Dogs cough for many reasons, including allergies, tracheal disease (collapse), lung disease, or the lodging of a foreign material/object in the windpipe.
Dogs cough for many reasons, including allergies, tracheal disease (collapse), lung disease, or the lodging of a foreign material/object in the windpipe. Though not typically serious in itself, coughing may require urgent medical attention if it should persist or become more severe.
It is important to observe if there is a pattern to the coughing (mostly at night, during excitement, etc.), as this will help in the diagnosis. Repeated bouts coughing or choking, for example, requires urgent medical attention.
Like humans, dogs cough for so many reasons that it’s hard to list them all. Worms (including intestinal parasites and heartworms), pneumonia, allergies, kennel cough, smoke, tumors, heart or lung problems, or even a collapsed windpipe are all possibilities. If you are concerned the coughing is due to something serious, contact your veterinarian immediately.

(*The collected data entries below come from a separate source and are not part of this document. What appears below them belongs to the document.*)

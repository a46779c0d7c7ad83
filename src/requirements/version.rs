//! Version extraction and comparison for preflight checks.
//!
//! Two comparators exist. [`legacy_lexical_compare`] is the historical
//! behavior and the default: both sides lose a leading `v` and are then
//! compared as plain strings, which misorders versions whose components have
//! different digit counts (`"9.9" > "10.0"`). [`dotted_numeric_compare`]
//! compares component by component as integers and is the correct
//! replacement; it is selected with `settings.version_compare: numeric`.

use std::cmp::Ordering;
use std::sync::LazyLock;

use regex::Regex;
use serde::{Deserialize, Serialize};

static VERSION_TOKEN: LazyLock<Regex> = LazyLock::new(|| {
    Regex::new(r"v?\d+(?:\.\d+)*").expect("version token pattern is valid")
});

/// How observed versions are compared with their floor.
#[derive(Debug, Clone, Copy, PartialEq, Eq, Default, Serialize, Deserialize)]
#[serde(rename_all = "snake_case")]
pub enum VersionCompare {
    /// Plain string comparison after stripping a leading `v`.
    #[default]
    Lexical,
    /// Component-wise integer comparison.
    Numeric,
}

impl VersionCompare {
    /// Compare `observed` with `required`.
    ///
    /// Returns `None` when the comparison is undefined (numeric mode with a
    /// non-numeric component).
    pub fn compare(&self, observed: &str, required: &str) -> Option<Ordering> {
        match self {
            VersionCompare::Lexical => Some(legacy_lexical_compare(observed, required)),
            VersionCompare::Numeric => dotted_numeric_compare(observed, required),
        }
    }
}

/// Pull the first version-looking token out of free-form probe output.
///
/// `"git version 2.43.0.windows.1"` yields `"2.43.0"`, `"v20.11.0"` yields
/// `"v20.11.0"`. Output without any digits is returned trimmed and unchanged.
pub fn extract_version(output: &str) -> String {
    VERSION_TOKEN
        .find(output)
        .map(|m| m.as_str().to_string())
        .unwrap_or_else(|| output.trim().to_string())
}

/// Remove a single leading `v` marker.
pub fn strip_marker(version: &str) -> &str {
    version.strip_prefix('v').unwrap_or(version)
}

/// Legacy comparison: strip a leading `v`, then compare as raw strings.
///
/// Known limitation: `legacy_lexical_compare("9.9", "10.0")` is `Greater`.
pub fn legacy_lexical_compare(observed: &str, required: &str) -> Ordering {
    strip_marker(observed).cmp(strip_marker(required))
}

/// Compare dotted versions component by component as integers.
///
/// Missing trailing components count as zero, so `"2.0"` equals `"2.0.0"`.
/// Returns `None` if any component is not a non-negative integer.
pub fn dotted_numeric_compare(observed: &str, required: &str) -> Option<Ordering> {
    let parse = |v: &str| -> Option<Vec<u64>> {
        strip_marker(v)
            .split('.')
            .map(|part| part.parse::<u64>().ok())
            .collect()
    };

    let observed = parse(observed)?;
    let required = parse(required)?;
    let len = observed.len().max(required.len());

    for i in 0..len {
        let o = observed.get(i).copied().unwrap_or(0);
        let r = required.get(i).copied().unwrap_or(0);
        match o.cmp(&r) {
            Ordering::Equal => continue,
            other => return Some(other),
        }
    }
    Some(Ordering::Equal)
}
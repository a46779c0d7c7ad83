//! CLI command implementations.
//!
//! Each command implements the [`Command`] trait and is routed by
//! [`CommandDispatcher`]. All of them share the config loading in
//! [`CommandContext`].

pub mod check;
pub mod dispatcher;
pub mod list;
pub mod run;

pub use dispatcher::{Command, CommandContext, CommandDispatcher, CommandResult};
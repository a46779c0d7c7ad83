//! Builds the provisioning plan from configuration.
//!
//! The plan is the fixed editor setup, in order:
//!
//! 1. `editor` - NeoVim MSI, skipped when its install dir exists
//! 2. `toolchain` - msys2 installer, launched interactively; ends the run
//! 3. `toolchain-path` - toolchain bin dirs appended to PATH
//! 4. `font` - JetBrains Mono, always reinstalled
//! 5. `framework` - NvChad, removed and cloned fresh
//! 6. `framework-config` - configuration files placed into the framework
//! 7. `language-servers` - npm packages installed globally

use std::path::{Path, PathBuf};

use crate::config::{ConfigSource, DevsetupConfig, InstallerMode};
use crate::requirements::PreflightChecker;
use crate::runner::{Pipeline, StepSequencer};
use crate::shell::{quote_arg, HostEnvironment};
use crate::steps::{Action, Idempotency, Step};

const TOOLCHAIN_HALT_MESSAGE: &str =
    "Please complete the msys2 installation and run the script again.";

const FONT_MISSING_MESSAGE: &str =
    "Failed to extract JetBrains Mono Nerd Font. Skipping font installation.";

/// Build the full pipeline: configured prerequisites, then every step.
pub fn build_pipeline(config: &DevsetupConfig, env: &HostEnvironment) -> Pipeline {
    Pipeline::new(
        config.prerequisites.clone(),
        PreflightChecker::new(config.settings.version_compare),
        StepSequencer::new(build_steps(config, env)),
    )
}

/// Build the ordered step list.
pub fn build_steps(config: &DevsetupConfig, env: &HostEnvironment) -> Vec<Step> {
    vec![
        editor_step(config),
        toolchain_step(config),
        toolchain_path_step(config),
        font_step(config, env),
        framework_step(config, env),
        framework_config_step(config, env),
        language_servers_step(config),
    ]
}

/// The framework directory: configured, or `<LOCALAPPDATA>/nvim`.
pub fn framework_dir(config: &DevsetupConfig, env: &HostEnvironment) -> PathBuf {
    config
        .paths
        .framework_dir
        .clone()
        .unwrap_or_else(|| env.local_app_data().join("nvim"))
}

/// Last path segment of a URL, or `fallback` when there is none.
fn file_name_from_url(url: &str, fallback: &str) -> String {
    url.trim_end_matches('/')
        .rsplit('/')
        .next()
        .filter(|name| !name.is_empty() && !name.contains(':'))
        .unwrap_or(fallback)
        .to_string()
}

fn quoted(path: &Path) -> String {
    quote_arg(&path.to_string_lossy())
}

fn editor_step(config: &DevsetupConfig) -> Step {
    let url = &config.sources.editor_installer_url;
    let installer = config
        .settings
        .work_dir
        .join(file_name_from_url(url, "nvim-win64.msi"));
    let mut install = format!("msiexec /i {}", quoted(&installer));
    if config.settings.installer_mode == InstallerMode::Silent {
        install.push_str(" /qn");
    }

    Step::new("editor", "NeoVim")
        .idempotency(Idempotency::SkipIfPresent {
            path: config.paths.editor_dir.clone(),
        })
        .actions([
            Action::Download {
                url: url.clone(),
                dest: installer.clone(),
            },
            Action::Run { command: install },
            Action::RemoveFile { path: installer },
        ])
}

fn toolchain_step(config: &DevsetupConfig) -> Step {
    let url = &config.sources.toolchain_installer_url;
    let installer = config
        .settings
        .work_dir
        .join(file_name_from_url(url, "msys2-installer.exe"));

    // The installer needs the user; the run resumes on the next invocation.
    Step::new("toolchain", "msys2")
        .idempotency(Idempotency::SkipIfPresent {
            path: config.paths.toolchain_dir.clone(),
        })
        .actions([
            Action::Download {
                url: url.clone(),
                dest: installer.clone(),
            },
            Action::Launch { program: installer },
            Action::Halt {
                message: TOOLCHAIN_HALT_MESSAGE.to_string(),
            },
        ])
}

fn toolchain_path_step(config: &DevsetupConfig) -> Step {
    Step::new("toolchain-path", "msys2 environment")
        .action(Action::ExtendPath {
            dirs: config.paths.toolchain_bin_dirs.clone(),
        })
        .starting_with("Setting environment variables for msys2...")
        .done_with("Environment variables for msys2 set.")
}

fn font_step(config: &DevsetupConfig, env: &HostEnvironment) -> Step {
    let archive = config.settings.work_dir.join("JetBrainsMono.zip");
    let temp = env.temp_dir();

    Step::new("font", "JetBrains Mono Nerd Font").actions([
        Action::Download {
            url: config.sources.font_archive_url.clone(),
            dest: archive.clone(),
        },
        Action::Run {
            command: format!("tar -xf {} -C {}", quoted(&archive), quoted(temp)),
        },
        Action::InstallFonts {
            archive,
            extracted_dir: temp.join("fonts"),
            fonts_dir: config.paths.fonts_dir.clone(),
            extension: "ttf".to_string(),
            missing_message: FONT_MISSING_MESSAGE.to_string(),
        },
    ])
}

fn framework_step(config: &DevsetupConfig, env: &HostEnvironment) -> Step {
    let dir = framework_dir(config, env);
    let clone = format!(
        "git clone -b {} {} {} --depth 1",
        config.sources.framework_branch,
        config.sources.framework_repo,
        quoted(&dir)
    );

    Step::new("framework", "NVChad")
        .idempotency(Idempotency::Reinstall { path: dir })
        .action(Action::Run { command: clone })
}

fn framework_config_step(config: &DevsetupConfig, env: &HostEnvironment) -> Step {
    let dir = framework_dir(config, env);
    let mut actions = vec![Action::CreateDir {
        path: dir.join("lua").join("custom"),
    }];

    for file in &config.config_files {
        let dest = dir.join(&file.target).join(&file.name);
        actions.push(match config.settings.config_source {
            ConfigSource::Staged => Action::CopyFile {
                from: config.paths.config_source_dir.join(&file.name),
                to: dest,
            },
            ConfigSource::Remote => Action::Download {
                url: format!(
                    "{}/{}",
                    config.sources.remote_config_base_url.trim_end_matches('/'),
                    file.name
                ),
                dest,
            },
        });
    }

    Step::new("framework-config", "NVChad configuration")
        .actions(actions)
        .starting_with("Configuring NVChad and LSPs...")
        .done_with("NVChad and LSPs configuration completed.")
}

/// Language a known server package serves; unknown packages name themselves.
fn language_of(package: &str) -> &str {
    match package {
        "pyright" => "Python",
        "typescript-language-server" => "TypeScript",
        other => other,
    }
}

/// `"A"`, `"A and B"`, `"A, B and C"`.
fn join_languages(packages: &[String]) -> String {
    let names: Vec<&str> = packages.iter().map(|p| language_of(p)).collect();
    match names.split_last() {
        None => String::new(),
        Some((last, [])) => last.to_string(),
        Some((last, rest)) => format!("{} and {}", rest.join(", "), last),
    }
}

fn language_servers_step(config: &DevsetupConfig) -> Step {
    let languages = join_languages(&config.language_servers);

    Step::new("language-servers", "LSPs")
        .actions(config.language_servers.iter().map(|pkg| Action::Run {
            command: format!("npm install -g {}", pkg),
        }))
        .starting_with(format!("Installing LSPs for {}...", languages))
        .done_with(format!("LSPs for {} installed.", languages))
}
//! devsetup - Idempotent provisioning of a Windows editor environment.
//!
//! One run checks that the required tools are present, then walks a fixed
//! list of steps (editor, toolchain, font, editor framework, its
//! configuration, language servers). Each step decides from the filesystem
//! whether it still has work to do, so the run can be repeated safely.
//!
//! # Modules
//!
//! - [`cli`] - Command-line interface and argument parsing
//! - [`config`] - Configuration loading, parsing, and validation
//! - [`error`] - Error types and result aliases
//! - [`logging`] - Timestamped run log
//! - [`plan`] - The provisioning steps built from configuration
//! - [`requirements`] - Preflight prerequisite checks
//! - [`runner`] - Pipeline and step sequencing
//! - [`shell`] - Shell command execution and the child environment
//! - [`steps`] - Steps, idempotency policies, and actions
//! - [`ui`] - Terminal styling
//!
//! # Example
//!
//! ```
//! use devsetup::logging::Logger;
//! use devsetup::runner::StepSequencer;
//! use devsetup::shell::{CommandRunner, HostEnvironment, MockExecutor};
//! use devsetup::steps::{Action, Step};
//!
//! let steps = vec![Step::new("lsp", "LSPs").action(Action::Run {
//!     command: "npm install -g pyright".to_string(),
//! })];
//! let mut runner = CommandRunner::new(MockExecutor::new(), HostEnvironment::new("/tmp", "/data"));
//! let mut logger = Logger::in_memory();
//!
//! let report = StepSequencer::new(steps).run(&mut runner, &mut logger);
//! assert_eq!(report.exit_code(), 0);
//! assert_eq!(runner.executor().commands(), vec!["npm install -g pyright"]);
//! ```

pub mod cli;
pub mod config;
pub mod error;
pub mod logging;
pub mod plan;
pub mod requirements;
pub mod runner;
pub mod shell;
pub mod steps;
pub mod ui;

pub use error::{DevsetupError, Result};
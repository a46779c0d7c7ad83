//! Provisioning steps.
//!
//! - [`Step`] - A named step with an idempotency policy and ordered actions
//! - [`Idempotency`] - Skip-if-present, always, or destructive reinstall
//! - [`Action`] - Individual side effects (commands, downloads, file copies)
//! - [`StepOutcome`] - What happened when a step was evaluated
//!
//! # Example
//!
//! ```
//! use devsetup::steps::{Action, Idempotency, Step};
//!
//! let step = Step::new("editor", "NeoVim")
//!     .idempotency(Idempotency::SkipIfPresent {
//!         path: r"C:\Program Files\Neovim".into(),
//!     })
//!     .action(Action::Run {
//!         command: "msiexec /i nvim-win64.msi /qn".to_string(),
//!     });
//!
//! assert_eq!(step.start_message(), "Installing NeoVim...");
//! assert_eq!(step.actions.len(), 1);
//! ```

pub mod action;
pub mod step;

pub use action::{Action, ActionFlow};
pub use step::{directory_exists, Idempotency, Step};

/// Result of evaluating one step.
#[derive(Debug, Clone, PartialEq, Eq)]
pub enum StepOutcome {
    /// All actions ran.
    Completed,

    /// The idempotency check was satisfied; no action ran.
    Skipped,

    /// A non-fatal problem stopped this step; the pipeline went on.
    Recovered { message: String },

    /// The step ended the run successfully (two-run installer protocol).
    Halted { message: String },
}

impl StepOutcome {
    /// Whether any of the step's actions ran.
    pub fn executed(&self) -> bool {
        !matches!(self, StepOutcome::Skipped)
    }
}

impl std::fmt::Display for StepOutcome {
    fn fmt(&self, f: &mut std::fmt::Formatter<'_>) -> std::fmt::Result {
        let s = match self {
            StepOutcome::Completed => "completed",
            StepOutcome::Skipped => "skipped",
            StepOutcome::Recovered { .. } => "recovered",
            StepOutcome::Halted { .. } => "halted",
        };
        write!(f, "{}", s)
    }
}
//! Append-only run log mirrored to the console.

use std::fs::{File, OpenOptions};
use std::io::{BufWriter, Write};
use std::path::{Path, PathBuf};

use chrono::{DateTime, SecondsFormat, Utc};

use crate::error::Result;
use crate::ui::SetupTheme;

/// Severity of a log line.
#[derive(Debug, Clone, Copy, PartialEq, Eq)]
pub enum LogLevel {
    Info,
    Error,
}

/// A single line of the run log.
#[derive(Debug, Clone)]
pub struct LogEntry {
    /// When the entry was emitted.
    pub timestamp: DateTime<Utc>,
    /// Info or error.
    pub level: LogLevel,
    /// The message without timestamp or level prefix.
    pub message: String,
}

impl LogEntry {
    /// Create an entry stamped with the current time.
    pub fn now(level: LogLevel, message: impl Into<String>) -> Self {
        Self {
            timestamp: Utc::now(),
            level,
            message: message.into(),
        }
    }

    /// Render the line as written to the log file.
    ///
    /// `[2024-01-13T10:00:00.000Z] message` or
    /// `[2024-01-13T10:00:00.000Z] ERROR: message`.
    pub fn format_line(&self) -> String {
        let ts = self.timestamp.to_rfc3339_opts(SecondsFormat::Millis, true);
        match self.level {
            LogLevel::Info => format!("[{}] {}", ts, self.message),
            LogLevel::Error => format!("[{}] ERROR: {}", ts, self.message),
        }
    }
}

/// Process-wide run log.
///
/// Every entry is appended to the sink file (when one is open), mirrored to
/// stdout or stderr (when console output is enabled), and kept in memory in
/// emission order. The file is flushed after each write and again on drop.
pub struct Logger {
    sink: Option<BufWriter<File>>,
    path: Option<PathBuf>,
    console: bool,
    theme: SetupTheme,
    entries: Vec<LogEntry>,
}

impl Logger {
    /// Open (or create) the log file in append mode and mirror to the console.
    pub fn open(path: &Path, theme: SetupTheme) -> Result<Self> {
        if let Some(parent) = path.parent() {
            if !parent.as_os_str().is_empty() {
                std::fs::create_dir_all(parent)?;
            }
        }
        let file = OpenOptions::new().create(true).append(true).open(path)?;
        tracing::debug!("Appending run log to {}", path.display());
        Ok(Self {
            sink: Some(BufWriter::new(file)),
            path: Some(path.to_path_buf()),
            console: true,
            theme,
            entries: Vec::new(),
        })
    }

    /// Console-only logger with no file sink.
    pub fn console(theme: SetupTheme) -> Self {
        Self {
            sink: None,
            path: None,
            console: true,
            theme,
            entries: Vec::new(),
        }
    }

    /// Logger that only records entries in memory (for tests).
    pub fn in_memory() -> Self {
        Self {
            sink: None,
            path: None,
            console: false,
            theme: SetupTheme::plain(),
            entries: Vec::new(),
        }
    }

    /// Disable or enable console mirroring.
    pub fn with_console(mut self, console: bool) -> Self {
        self.console = console;
        self
    }

    /// Path of the log file, if one is open.
    pub fn path(&self) -> Option<&Path> {
        self.path.as_deref()
    }

    /// Log an informational line.
    pub fn info(&mut self, message: impl Into<String>) {
        self.append(LogEntry::now(LogLevel::Info, message));
    }

    /// Log an error line.
    pub fn error(&mut self, message: impl Into<String>) {
        self.append(LogEntry::now(LogLevel::Error, message));
    }

    /// All entries emitted so far, in order.
    pub fn entries(&self) -> &[LogEntry] {
        &self.entries
    }

    /// Messages of all entries, in order.
    pub fn messages(&self) -> Vec<&str> {
        self.entries.iter().map(|e| e.message.as_str()).collect()
    }

    /// Messages of error entries only.
    pub fn errors(&self) -> Vec<&str> {
        self.entries
            .iter()
            .filter(|e| e.level == LogLevel::Error)
            .map(|e| e.message.as_str())
            .collect()
    }

    /// Flush the file sink.
    pub fn flush(&mut self) {
        if let Some(sink) = self.sink.as_mut() {
            if let Err(e) = sink.flush() {
                tracing::warn!("Failed to flush run log: {}", e);
            }
        }
    }

    fn append(&mut self, entry: LogEntry) {
        if let Some(sink) = self.sink.as_mut() {
            // A broken log file must not abort provisioning.
            if let Err(e) = writeln!(sink, "{}", entry.format_line()).and_then(|_| sink.flush()) {
                tracing::warn!("Failed to write run log: {}", e);
            }
        }

        if self.console {
            match entry.level {
                LogLevel::Info => println!("{}", entry.message),
                LogLevel::Error => eprintln!("{}", self.theme.format_error(&entry.message)),
            }
        }

        self.entries.push(entry);
    }
}

impl Drop for Logger {
    fn drop(&mut self) {
        self.flush();
    }
}

impl std::fmt::Debug for Logger {
    fn fmt(&self, f: &mut std::fmt::Formatter<'_>) -> std::fmt::Result {
        f.debug_struct("Logger")
            .field("path", &self.path)
            .field("console", &self.console)
            .field("entries", &self.entries.len())
            .finish()
    }
}
/// Creates a [`Proxy`](crate::Proxy) with a formatted message.
///
/// Takes the same arguments as `format!`, and rejects mismatched arguments at compile time in
/// the same way.
///
/// ```
/// let err = knownerror::newf!("error: {} {}", "some code", 8234);
/// assert_eq!(err.to_string(), "error: some code 8234");
/// ```
///
/// A missing argument does not build:
///
/// ```compile_fail
/// let err = knownerror::newf!("{} {}", 1);
/// ```
#[macro_export]
macro_rules! newf {
    ($($arg:tt)*) => {
        $crate::Proxy::from_args(::core::format_args!($($arg)*))
    };
}

/// Declares sentinel errors as lazily initialized statics.
///
/// Each sentinel is a `std::sync::LazyLock<Proxy>`, so it is built once on first use and every
/// later use refers to the same error.
///
/// ```
/// use knownerror::Proxy;
///
/// knownerror::sentinel! {
///     /// The requested item does not exist.
///     pub static NOT_FOUND = Proxy::new("not found");
///     pub static USER_NOT_FOUND = Proxy::new("user not found").extends([&NOT_FOUND]);
/// }
///
/// assert!(knownerror::is(&*USER_NOT_FOUND, &*NOT_FOUND));
/// ```
#[cfg(feature = "std")]
#[macro_export]
macro_rules! sentinel {
    ($($(#[$attr:meta])* $vis:vis static $name:ident = $init:expr;)*) => {$(
        $(#[$attr])*
        $vis static $name: ::std::sync::LazyLock<$crate::Proxy> =
            ::std::sync::LazyLock::new(|| $init);
    )*};
}
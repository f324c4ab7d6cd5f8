//! Sentinel errors that can belong to several error categories at once.
//!
//! A [`Proxy`] is an immutable error value with a message, an optional root cause, and a list
//! of other errors it also counts as. Comparing errors by identity goes through [`is`], and
//! typed extraction goes through [`find`]. Both walk the [`source`] chain and consult every
//! proxy they pass on the way.
//!
//! ```
//! use knownerror::Proxy;
//!
//! let not_found = Proxy::new("not found");
//! let user_not_found = Proxy::new("user not found").extends([&not_found]);
//!
//! assert!(knownerror::is(&user_not_found, &not_found));
//! assert!(!knownerror::is(&user_not_found, &Proxy::new("other")));
//! ```
//!
//! [`source`]: core::error::Error::source

#![no_std]
extern crate alloc;
#[cfg(feature = "std")]
extern crate std;

mod chain;
mod macros;
mod message;
mod proxy;
mod shared;

pub use chain::{ErrorExt, find, is};
pub use message::Message;
pub use proxy::{Extended, Proxy};
pub use shared::{IntoSharedError, SharedError};
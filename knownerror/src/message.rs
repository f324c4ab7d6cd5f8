use alloc::borrow::Cow;
use alloc::string::String;
use core::fmt::Arguments;

/// The plain text error a [`Proxy`](crate::Proxy) is built around when it is created from a
/// message rather than from another error.
#[derive(Clone, Debug, PartialEq, Eq, thiserror::Error)]
#[error("{text}")]
pub struct Message {
    text: Cow<'static, str>,
}
impl Message {
    /// Creates a message from static or owned text.
    pub fn new(text: impl Into<Cow<'static, str>>) -> Self {
        Message { text: text.into() }
    }

    /// Creates a message from preformatted arguments.
    ///
    /// Arguments without any interpolation are kept as a static string and never allocate.
    pub fn from_args(args: Arguments<'_>) -> Self {
        let text = match args.as_str() {
            Some(text) => Cow::Borrowed(text),
            None => Cow::Owned(alloc::fmt::format(args)),
        };
        Message { text }
    }

    /// Returns the text of this message.
    pub fn as_str(&self) -> &str {
        &self.text
    }

    /// Returns `true` if the text is borrowed from static storage.
    pub fn is_static(&self) -> bool {
        matches!(self.text, Cow::Borrowed(_))
    }
}
impl From<&'static str> for Message {
    fn from(value: &'static str) -> Self {
        Message::new(value)
    }
}
impl From<String> for Message {
    fn from(value: String) -> Self {
        Message::new(value)
    }
}
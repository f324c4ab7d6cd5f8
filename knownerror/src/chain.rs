//! Identity matching and typed extraction over error chains.

use crate::proxy::Proxy;
use crate::shared::SharedError;
use core::error::Error;
use core::{mem, ptr};

/// Looks through [`SharedError`] handles to the error they point to.
fn peel<'a>(mut err: &'a (dyn Error + 'static)) -> &'a (dyn Error + 'static) {
    while let Some(shared) = err.downcast_ref::<SharedError>() {
        err = &**shared;
    }
    err
}

/// Whether two errors are the same error.
///
/// Clones of a [`Proxy`] are the same error. Anything else has to be the same value of the same
/// type, see [`same_value`].
fn same_error(a: &(dyn Error + 'static), b: &(dyn Error + 'static)) -> bool {
    let (a, b) = (peel(a), peel(b));
    match (a.downcast_ref::<Proxy>(), b.downcast_ref::<Proxy>()) {
        (Some(a), Some(b)) => a.ptr_eq(b),
        (None, None) => same_value(a, b),
        _ => false,
    }
}

/// Whether two error references point at the same value of the same type.
///
/// A shared address alone is not enough: zero sized errors of different types can live at one
/// address, and so can an error and its leading field. Matching vtables settle it, but one type
/// may get several vtables, so differing vtables only rule out zero sized values, values of
/// different sizes, and an error whose source sits at its own address.
fn same_value(a: &(dyn Error + 'static), b: &(dyn Error + 'static)) -> bool {
    if !ptr::addr_eq(a, b) {
        return false;
    }
    if ptr::eq(a, b) {
        return true;
    }
    let size = mem::size_of_val(a);
    size != 0
        && size == mem::size_of_val(b)
        && !shares_address_with_source(a)
        && !shares_address_with_source(b)
}

fn shares_address_with_source(err: &(dyn Error + 'static)) -> bool {
    err.source().is_some_and(|source| ptr::addr_eq(source, err))
}

/// Returns whether `err`, or any error in its [`source`](Error::source) chain, is `target`.
///
/// Errors are compared by identity, not by message: two errors are the same if they are the
/// same value of the same type, so sentinels are usually kept in an `Arc` or a [`Proxy`]. Every
/// [`Proxy`] on the chain is also asked whether it [`matches`](Proxy::matches) `target`.
///
/// ```
/// use knownerror::Proxy;
///
/// let not_found = Proxy::new("not found");
/// let forbidden = Proxy::new("forbidden");
/// let err = Proxy::new("hidden resource").extends([&not_found, &forbidden]);
///
/// assert!(knownerror::is(&err, &not_found));
/// assert!(knownerror::is(&err, &forbidden));
/// ```
pub fn is(err: &(dyn Error + 'static), target: &(dyn Error + 'static)) -> bool {
    let mut node = Some(err);
    while let Some(current) = node {
        let current = peel(current);
        if same_error(current, target) {
            return true;
        }
        if let Some(proxy) = current.downcast_ref::<Proxy>() {
            if proxy.matches(target) {
                return true;
            }
        }
        node = current.source();
    }
    false
}

/// Returns the first error of type `T` in the [`source`](Error::source) chain of `err`.
///
/// Every [`Proxy`] on the chain is searched with [`extract_as`](Proxy::extract_as) before
/// moving on to its source.
pub fn find<'a, T: Error + 'static>(err: &'a (dyn Error + 'static)) -> Option<&'a T> {
    let mut node = Some(err);
    while let Some(current) = node {
        let current = peel(current);
        if let Some(found) = current.downcast_ref::<T>() {
            return Some(found);
        }
        if let Some(proxy) = current.downcast_ref::<Proxy>() {
            if let Some(found) = proxy.extract_as::<T>() {
                return Some(found);
            }
        }
        node = current.source();
    }
    None
}

/// Method forms of [`is`] and [`find`].
pub trait ErrorExt {
    /// See [`is`].
    fn is_known(&self, target: &(dyn Error + 'static)) -> bool;

    /// See [`find`].
    fn find_known<T: Error + 'static>(&self) -> Option<&T>;
}
impl<E: Error + 'static> ErrorExt for E {
    fn is_known(&self, target: &(dyn Error + 'static)) -> bool {
        is(self, target)
    }

    fn find_known<T: Error + 'static>(&self) -> Option<&T> {
        find(self)
    }
}
impl ErrorExt for dyn Error + 'static {
    fn is_known(&self, target: &(dyn Error + 'static)) -> bool {
        is(self, target)
    }

    fn find_known<T: Error + 'static>(&self) -> Option<&T> {
        find(self)
    }
}
impl ErrorExt for dyn Error + Send + Sync + 'static {
    fn is_known(&self, target: &(dyn Error + 'static)) -> bool {
        is(self, target)
    }

    fn find_known<T: Error + 'static>(&self) -> Option<&T> {
        find(self)
    }
}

Keep in mind that coughing is the body’s defense mechanism against some diseases and emergencies and should not be controlled without medical advice. You should never use over-the-counter syrups that suppress the cough unless directed by your veterinarian. Also, mild or minor coughs can usually be treated at home with medicine containing an expectorant. Consult your veterinarian for suggestions.
Placing your dog in a steam-filled bathroom for up to 15 minutes (with the shower off) can also alleviate coughing. Follow this treatment with coupage, which is the gentle striking of both sides of the chest with cupped hands for 2-3 minutes.
Minor coughs should not last longer than a couple of days. If your dog isn’t better on the third day — or is showing signs of other problems — seek immediate veterinary care.